Analysts are expecting a dip in revenue and profit when the company reports its first half financial results on Friday.
The forecast loss comes a year after Newcrest made a first half profit of $40 million, down from $323 million in 2013. The company recently reported stronger than expected quarterly production thanks to upgrades at its largest Australian operation, its Cadia mine in central NSW.
But on a first half basis Newcrest produced around 1.13 million ounces of gold in the six months to December down from 1.2 million ounces in the previous year.
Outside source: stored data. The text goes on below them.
//! SDEI test cases
//!
//! Each test case is a module defining a `META` constant and a check type that
//! a port instantiates with its [`Platform`](crate::platform::Platform)
//! implementation.
pub mod event_status;

/// Identifies a test case.
#[derive(Debug, Clone, Copy, PartialEq, Eq)]
pub struct TestMeta {
    /// The number under which the test case is published in the conformance
    /// test pool.
    pub id: u32,
    /// The module name of the test case.
    pub name: &'static str,
    pub description: &'static str,
}

/// All test cases, in the order they should run.
pub const TESTS: &[TestMeta] = &[event_status::META];

/// Find a test case by its name.
pub fn find(name: &str) -> Option<&'static TestMeta> {
    TESTS.iter().find(|meta| meta.name == name)
}
use core::sync::atomic::{AtomicBool, Ordering};

use crate::platform::Pe;

/// A one-shot completion signal from an interrupt context to the polling
/// context.
///
/// Every write is followed by a cache clean, and every read is preceded by a
/// cache invalidate, so the flag works even if the observers don't share a
/// coherent view of the memory.
pub struct CompletionFlag {
    done: AtomicBool,
}

impl CompletionFlag {
    pub const fn new() -> Self {
        Self {
            done: AtomicBool::new(false),
        }
    }

    fn addr(&self) -> usize {
        &self.done as *const AtomicBool as usize
    }

    /// Mark the flag as "not done". Must not be called while the writer could
    /// be running.
    pub fn reset<P: Pe + ?Sized>(&self, pe: &P) {
        self.done.store(false, Ordering::Release);
        pe.data_cache_clean_invalidate(self.addr());
    }

    /// Mark the flag as "done" and make the write visible.
    pub fn publish<P: Pe + ?Sized>(&self, pe: &P) {
        self.done.store(true, Ordering::Release);
        pe.data_cache_clean_invalidate(self.addr());
    }

    /// Read the flag, discarding any stale cached copy first.
    pub fn observe<P: Pe + ?Sized>(&self, pe: &P) -> bool {
        pe.data_cache_invalidate(self.addr());
        self.done.load(Ordering::Acquire)
    }
}

impl Default for CompletionFlag {
    fn default() -> Self {
        Self::new()
    }
}

/// [`spin_until`] ran out of its budget.
#[derive(Debug, Clone, Copy, PartialEq, Eq)]
pub struct SpinTimeout;

/// Busy-wait until `cond` returns `true`, evaluating it at most `budget + 1`
/// times.
///
/// Returns the budget left when `cond` became `true`.
pub fn spin_until(budget: u64, mut cond: impl FnMut() -> bool) -> Result<u64, SpinTimeout> {
    let mut remaining = budget;
    loop {
        if cond() {
            return Ok(remaining);
        }
        if remaining == 0 {
            return Err(SpinTimeout);
        }
        remaining -= 1;
        core::hint::spin_loop();
    }
}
Fat Prophets resources analyst David Lennox said Newcrest’s production rate continued to fall which would affect profit in the first half.
“It’s marginal but it doesn’t take much in this environment when you’re only playing around with $40 million,” Mr Lennox said.
“We’re not expecting anything positive from what we’ve seen from these production numbers in the past two quarters.”
Newcrest shares have risen 60 per cent in the past three months as the Australian dollar lost 10 cents against the greenback. The company’s Lihir operations in Papua New Guinea have underperformed while Cadia in Australia has improved.
“The dollar helped them and that’s out of their control and it does depend how much cost they have been able to extract from the system which they’ll tell us about when they report,” Mr Lennox said.